» **WHAT TO WORK ON**: Find the lines in the records below that contain "canonical", and report each of them.

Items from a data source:
=-=-=

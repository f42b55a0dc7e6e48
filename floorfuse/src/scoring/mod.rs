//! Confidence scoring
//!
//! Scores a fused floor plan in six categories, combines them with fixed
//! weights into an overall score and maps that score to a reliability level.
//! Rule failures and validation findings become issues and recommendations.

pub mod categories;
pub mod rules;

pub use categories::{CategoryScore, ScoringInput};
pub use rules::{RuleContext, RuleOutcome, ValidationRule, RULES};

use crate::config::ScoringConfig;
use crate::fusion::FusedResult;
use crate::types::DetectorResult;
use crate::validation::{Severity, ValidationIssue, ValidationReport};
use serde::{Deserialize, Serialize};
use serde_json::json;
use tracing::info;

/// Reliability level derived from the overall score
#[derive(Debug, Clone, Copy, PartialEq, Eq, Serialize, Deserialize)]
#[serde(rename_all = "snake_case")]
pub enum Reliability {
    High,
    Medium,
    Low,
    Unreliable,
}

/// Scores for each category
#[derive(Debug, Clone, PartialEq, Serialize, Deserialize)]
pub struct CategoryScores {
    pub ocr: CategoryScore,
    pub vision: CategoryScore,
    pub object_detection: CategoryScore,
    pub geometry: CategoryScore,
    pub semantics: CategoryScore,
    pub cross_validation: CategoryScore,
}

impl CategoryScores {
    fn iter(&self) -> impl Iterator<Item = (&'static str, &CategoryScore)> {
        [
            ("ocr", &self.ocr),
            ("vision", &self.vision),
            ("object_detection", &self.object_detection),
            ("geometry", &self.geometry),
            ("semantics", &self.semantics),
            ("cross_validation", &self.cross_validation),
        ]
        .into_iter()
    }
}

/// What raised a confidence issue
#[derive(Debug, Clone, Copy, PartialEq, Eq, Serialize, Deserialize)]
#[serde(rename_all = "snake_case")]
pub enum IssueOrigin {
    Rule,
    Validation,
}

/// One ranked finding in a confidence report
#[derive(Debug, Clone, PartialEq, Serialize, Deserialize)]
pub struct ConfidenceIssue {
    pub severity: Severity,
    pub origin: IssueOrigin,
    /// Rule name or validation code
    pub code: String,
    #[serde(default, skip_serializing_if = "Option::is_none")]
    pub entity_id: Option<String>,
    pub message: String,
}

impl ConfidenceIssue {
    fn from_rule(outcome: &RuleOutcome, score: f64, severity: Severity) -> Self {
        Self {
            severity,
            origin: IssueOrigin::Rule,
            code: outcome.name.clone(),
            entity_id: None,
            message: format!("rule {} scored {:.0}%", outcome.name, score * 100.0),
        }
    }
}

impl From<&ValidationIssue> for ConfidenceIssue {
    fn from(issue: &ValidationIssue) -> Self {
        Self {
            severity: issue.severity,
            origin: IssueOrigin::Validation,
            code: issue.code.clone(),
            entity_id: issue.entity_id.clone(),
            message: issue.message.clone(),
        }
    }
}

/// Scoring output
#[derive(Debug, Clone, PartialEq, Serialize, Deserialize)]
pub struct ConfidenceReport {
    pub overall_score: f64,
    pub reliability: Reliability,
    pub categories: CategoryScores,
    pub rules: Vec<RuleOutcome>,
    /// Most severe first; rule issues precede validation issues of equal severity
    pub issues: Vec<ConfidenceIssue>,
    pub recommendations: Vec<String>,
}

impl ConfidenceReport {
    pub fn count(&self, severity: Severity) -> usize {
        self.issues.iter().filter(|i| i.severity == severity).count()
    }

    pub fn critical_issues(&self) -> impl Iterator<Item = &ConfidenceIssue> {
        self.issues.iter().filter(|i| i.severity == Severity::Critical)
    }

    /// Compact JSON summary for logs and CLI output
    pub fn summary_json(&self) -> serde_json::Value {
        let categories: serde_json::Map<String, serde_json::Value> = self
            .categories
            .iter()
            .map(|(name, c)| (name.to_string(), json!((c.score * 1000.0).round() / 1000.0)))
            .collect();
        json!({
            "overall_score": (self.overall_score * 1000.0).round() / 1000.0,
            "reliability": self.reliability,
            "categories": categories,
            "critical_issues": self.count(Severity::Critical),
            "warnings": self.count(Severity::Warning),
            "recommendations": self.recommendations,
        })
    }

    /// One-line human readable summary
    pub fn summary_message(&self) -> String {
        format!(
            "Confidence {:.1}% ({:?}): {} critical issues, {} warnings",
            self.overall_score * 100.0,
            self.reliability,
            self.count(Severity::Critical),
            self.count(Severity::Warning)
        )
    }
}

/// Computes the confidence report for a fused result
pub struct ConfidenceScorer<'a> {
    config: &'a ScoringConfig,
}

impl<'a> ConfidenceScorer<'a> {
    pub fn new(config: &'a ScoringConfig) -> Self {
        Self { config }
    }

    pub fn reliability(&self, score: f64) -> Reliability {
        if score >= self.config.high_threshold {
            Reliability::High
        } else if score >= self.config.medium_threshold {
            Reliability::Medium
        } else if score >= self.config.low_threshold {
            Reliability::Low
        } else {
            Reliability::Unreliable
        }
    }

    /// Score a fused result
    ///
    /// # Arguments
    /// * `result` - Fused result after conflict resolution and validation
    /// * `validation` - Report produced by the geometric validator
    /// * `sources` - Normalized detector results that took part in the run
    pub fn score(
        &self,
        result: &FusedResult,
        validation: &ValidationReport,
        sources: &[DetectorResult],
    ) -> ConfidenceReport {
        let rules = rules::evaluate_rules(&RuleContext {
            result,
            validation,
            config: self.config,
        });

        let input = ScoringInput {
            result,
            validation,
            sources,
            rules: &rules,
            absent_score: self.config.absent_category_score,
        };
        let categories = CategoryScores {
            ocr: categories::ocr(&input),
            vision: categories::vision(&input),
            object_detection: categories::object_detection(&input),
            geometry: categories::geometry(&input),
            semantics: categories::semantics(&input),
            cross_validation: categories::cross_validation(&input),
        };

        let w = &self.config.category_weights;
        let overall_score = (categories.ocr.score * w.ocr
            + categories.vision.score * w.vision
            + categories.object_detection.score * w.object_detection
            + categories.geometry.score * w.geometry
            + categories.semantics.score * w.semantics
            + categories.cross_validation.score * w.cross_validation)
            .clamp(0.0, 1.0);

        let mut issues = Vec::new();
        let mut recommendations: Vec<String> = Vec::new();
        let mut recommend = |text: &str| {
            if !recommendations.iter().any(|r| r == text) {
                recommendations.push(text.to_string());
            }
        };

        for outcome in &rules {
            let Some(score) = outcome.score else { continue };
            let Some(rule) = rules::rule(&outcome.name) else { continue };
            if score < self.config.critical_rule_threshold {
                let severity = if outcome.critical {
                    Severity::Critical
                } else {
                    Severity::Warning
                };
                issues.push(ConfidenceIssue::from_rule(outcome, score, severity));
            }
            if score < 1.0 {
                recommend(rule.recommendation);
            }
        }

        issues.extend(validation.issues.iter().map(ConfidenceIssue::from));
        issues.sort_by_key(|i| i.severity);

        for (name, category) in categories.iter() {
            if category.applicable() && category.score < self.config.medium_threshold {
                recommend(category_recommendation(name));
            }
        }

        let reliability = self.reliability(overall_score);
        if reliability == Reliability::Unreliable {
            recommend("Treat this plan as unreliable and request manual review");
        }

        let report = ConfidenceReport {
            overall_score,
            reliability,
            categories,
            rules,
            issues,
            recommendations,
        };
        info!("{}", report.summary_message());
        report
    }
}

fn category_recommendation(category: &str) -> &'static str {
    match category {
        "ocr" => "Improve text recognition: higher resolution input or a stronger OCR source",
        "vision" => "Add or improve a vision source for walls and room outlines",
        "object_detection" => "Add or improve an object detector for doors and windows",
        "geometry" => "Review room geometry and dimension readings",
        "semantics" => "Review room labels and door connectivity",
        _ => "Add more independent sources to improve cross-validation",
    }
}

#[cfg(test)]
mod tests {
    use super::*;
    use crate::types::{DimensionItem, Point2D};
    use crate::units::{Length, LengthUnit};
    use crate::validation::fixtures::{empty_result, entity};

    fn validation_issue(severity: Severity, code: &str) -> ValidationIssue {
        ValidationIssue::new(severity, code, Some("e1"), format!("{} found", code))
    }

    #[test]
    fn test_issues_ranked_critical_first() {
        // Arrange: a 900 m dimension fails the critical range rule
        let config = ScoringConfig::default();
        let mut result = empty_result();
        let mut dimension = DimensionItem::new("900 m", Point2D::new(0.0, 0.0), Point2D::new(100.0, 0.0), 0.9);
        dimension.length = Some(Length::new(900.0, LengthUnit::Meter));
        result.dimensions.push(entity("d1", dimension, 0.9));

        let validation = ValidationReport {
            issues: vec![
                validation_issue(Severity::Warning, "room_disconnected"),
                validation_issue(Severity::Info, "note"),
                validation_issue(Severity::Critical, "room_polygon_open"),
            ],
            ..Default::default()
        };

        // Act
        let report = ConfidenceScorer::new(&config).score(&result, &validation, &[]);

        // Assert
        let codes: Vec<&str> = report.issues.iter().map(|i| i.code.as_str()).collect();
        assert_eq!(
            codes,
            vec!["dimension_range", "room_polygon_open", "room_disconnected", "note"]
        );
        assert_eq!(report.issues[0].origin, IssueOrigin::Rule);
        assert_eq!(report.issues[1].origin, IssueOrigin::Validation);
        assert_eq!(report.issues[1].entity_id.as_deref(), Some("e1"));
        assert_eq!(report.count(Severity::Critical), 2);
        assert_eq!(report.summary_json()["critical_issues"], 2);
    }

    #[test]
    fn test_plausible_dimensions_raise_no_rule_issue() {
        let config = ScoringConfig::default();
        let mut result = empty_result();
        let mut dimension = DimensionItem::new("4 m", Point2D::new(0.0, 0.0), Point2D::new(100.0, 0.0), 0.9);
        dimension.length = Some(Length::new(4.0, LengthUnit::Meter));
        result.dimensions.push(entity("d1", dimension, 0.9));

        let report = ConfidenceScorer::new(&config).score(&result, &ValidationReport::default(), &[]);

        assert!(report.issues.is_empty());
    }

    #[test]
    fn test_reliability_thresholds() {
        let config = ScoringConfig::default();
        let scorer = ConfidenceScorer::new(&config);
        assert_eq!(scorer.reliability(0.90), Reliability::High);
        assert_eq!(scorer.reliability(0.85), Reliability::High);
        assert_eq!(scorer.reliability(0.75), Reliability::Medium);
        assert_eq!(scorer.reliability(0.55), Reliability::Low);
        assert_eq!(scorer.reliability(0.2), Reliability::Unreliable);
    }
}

=-=-=

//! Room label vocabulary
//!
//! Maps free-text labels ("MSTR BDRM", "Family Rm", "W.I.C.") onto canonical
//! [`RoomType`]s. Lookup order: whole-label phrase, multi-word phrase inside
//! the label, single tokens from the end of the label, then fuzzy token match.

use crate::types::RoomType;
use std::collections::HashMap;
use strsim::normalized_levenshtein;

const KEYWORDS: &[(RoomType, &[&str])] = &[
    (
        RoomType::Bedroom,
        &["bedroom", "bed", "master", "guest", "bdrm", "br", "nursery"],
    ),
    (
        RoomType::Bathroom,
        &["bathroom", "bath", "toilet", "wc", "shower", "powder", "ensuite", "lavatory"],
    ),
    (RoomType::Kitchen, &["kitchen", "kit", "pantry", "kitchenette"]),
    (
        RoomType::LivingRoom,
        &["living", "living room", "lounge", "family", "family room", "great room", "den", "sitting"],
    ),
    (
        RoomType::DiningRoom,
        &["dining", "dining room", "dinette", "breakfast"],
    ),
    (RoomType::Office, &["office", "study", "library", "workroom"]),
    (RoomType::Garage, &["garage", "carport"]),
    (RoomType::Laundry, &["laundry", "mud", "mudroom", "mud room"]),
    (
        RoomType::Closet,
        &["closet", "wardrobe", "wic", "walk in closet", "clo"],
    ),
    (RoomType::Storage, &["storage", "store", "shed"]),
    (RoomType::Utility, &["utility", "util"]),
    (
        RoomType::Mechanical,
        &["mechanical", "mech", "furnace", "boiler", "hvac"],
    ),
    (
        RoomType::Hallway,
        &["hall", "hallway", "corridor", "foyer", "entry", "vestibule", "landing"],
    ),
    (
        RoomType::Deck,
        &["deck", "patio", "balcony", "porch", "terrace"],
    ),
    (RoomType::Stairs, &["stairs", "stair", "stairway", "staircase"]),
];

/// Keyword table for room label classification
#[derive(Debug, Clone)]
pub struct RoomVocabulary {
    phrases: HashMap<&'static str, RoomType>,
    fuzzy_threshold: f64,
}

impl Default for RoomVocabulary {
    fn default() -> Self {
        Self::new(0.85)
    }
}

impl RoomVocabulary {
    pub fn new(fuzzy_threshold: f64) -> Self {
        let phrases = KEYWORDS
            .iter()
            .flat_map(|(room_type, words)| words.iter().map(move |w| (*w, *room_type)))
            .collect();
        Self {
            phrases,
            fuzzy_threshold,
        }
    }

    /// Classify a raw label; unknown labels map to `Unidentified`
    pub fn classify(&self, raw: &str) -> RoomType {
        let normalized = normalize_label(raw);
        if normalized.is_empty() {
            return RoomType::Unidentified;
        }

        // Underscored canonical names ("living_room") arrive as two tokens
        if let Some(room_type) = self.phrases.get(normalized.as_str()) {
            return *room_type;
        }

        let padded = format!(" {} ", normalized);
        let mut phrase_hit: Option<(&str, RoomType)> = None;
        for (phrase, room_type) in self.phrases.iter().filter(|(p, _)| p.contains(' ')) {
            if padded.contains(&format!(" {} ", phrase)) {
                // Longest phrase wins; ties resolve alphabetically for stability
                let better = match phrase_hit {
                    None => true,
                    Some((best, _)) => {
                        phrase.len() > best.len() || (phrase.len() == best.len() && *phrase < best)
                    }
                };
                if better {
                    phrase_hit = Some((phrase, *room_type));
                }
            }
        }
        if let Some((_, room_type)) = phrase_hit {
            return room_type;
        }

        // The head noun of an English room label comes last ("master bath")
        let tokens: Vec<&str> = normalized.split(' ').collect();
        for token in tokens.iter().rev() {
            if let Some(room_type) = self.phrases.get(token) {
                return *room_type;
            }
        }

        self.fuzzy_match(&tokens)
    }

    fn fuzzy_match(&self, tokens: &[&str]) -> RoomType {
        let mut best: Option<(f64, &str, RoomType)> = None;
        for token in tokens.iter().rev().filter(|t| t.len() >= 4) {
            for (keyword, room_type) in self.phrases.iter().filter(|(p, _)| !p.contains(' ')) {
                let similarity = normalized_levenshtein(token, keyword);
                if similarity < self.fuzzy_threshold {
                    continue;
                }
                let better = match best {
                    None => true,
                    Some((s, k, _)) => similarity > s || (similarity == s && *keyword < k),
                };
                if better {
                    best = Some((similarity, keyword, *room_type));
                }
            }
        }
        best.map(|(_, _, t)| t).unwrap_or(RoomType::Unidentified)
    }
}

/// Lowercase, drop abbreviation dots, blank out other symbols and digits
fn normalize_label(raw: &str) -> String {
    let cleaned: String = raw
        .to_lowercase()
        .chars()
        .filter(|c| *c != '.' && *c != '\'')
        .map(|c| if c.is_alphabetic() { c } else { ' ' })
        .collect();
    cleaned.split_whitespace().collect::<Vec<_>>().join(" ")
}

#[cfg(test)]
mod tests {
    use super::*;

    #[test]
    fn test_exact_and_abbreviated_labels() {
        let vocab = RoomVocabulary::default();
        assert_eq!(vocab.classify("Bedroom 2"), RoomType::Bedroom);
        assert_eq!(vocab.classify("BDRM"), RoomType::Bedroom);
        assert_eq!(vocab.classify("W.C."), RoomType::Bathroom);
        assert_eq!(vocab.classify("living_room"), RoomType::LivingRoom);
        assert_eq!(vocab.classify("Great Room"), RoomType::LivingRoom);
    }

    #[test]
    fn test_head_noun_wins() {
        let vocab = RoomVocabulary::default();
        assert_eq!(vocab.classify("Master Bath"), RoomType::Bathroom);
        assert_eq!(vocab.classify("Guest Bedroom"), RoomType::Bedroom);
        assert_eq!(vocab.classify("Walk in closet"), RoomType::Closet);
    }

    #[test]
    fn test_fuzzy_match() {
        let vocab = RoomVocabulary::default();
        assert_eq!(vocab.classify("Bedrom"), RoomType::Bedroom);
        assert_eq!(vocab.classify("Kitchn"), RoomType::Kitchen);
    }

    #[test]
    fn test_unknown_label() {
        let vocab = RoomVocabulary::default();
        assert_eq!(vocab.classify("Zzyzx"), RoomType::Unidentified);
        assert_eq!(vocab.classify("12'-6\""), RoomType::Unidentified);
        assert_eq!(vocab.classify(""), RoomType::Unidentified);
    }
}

=-=-=

» **EXPECTED ANSWER**:
//! Maps free-text labels ("MSTR BDRM", "Family Rm", "W.I.C.") onto canonical
        // Underscored canonical names ("living_room") arrive as two tokens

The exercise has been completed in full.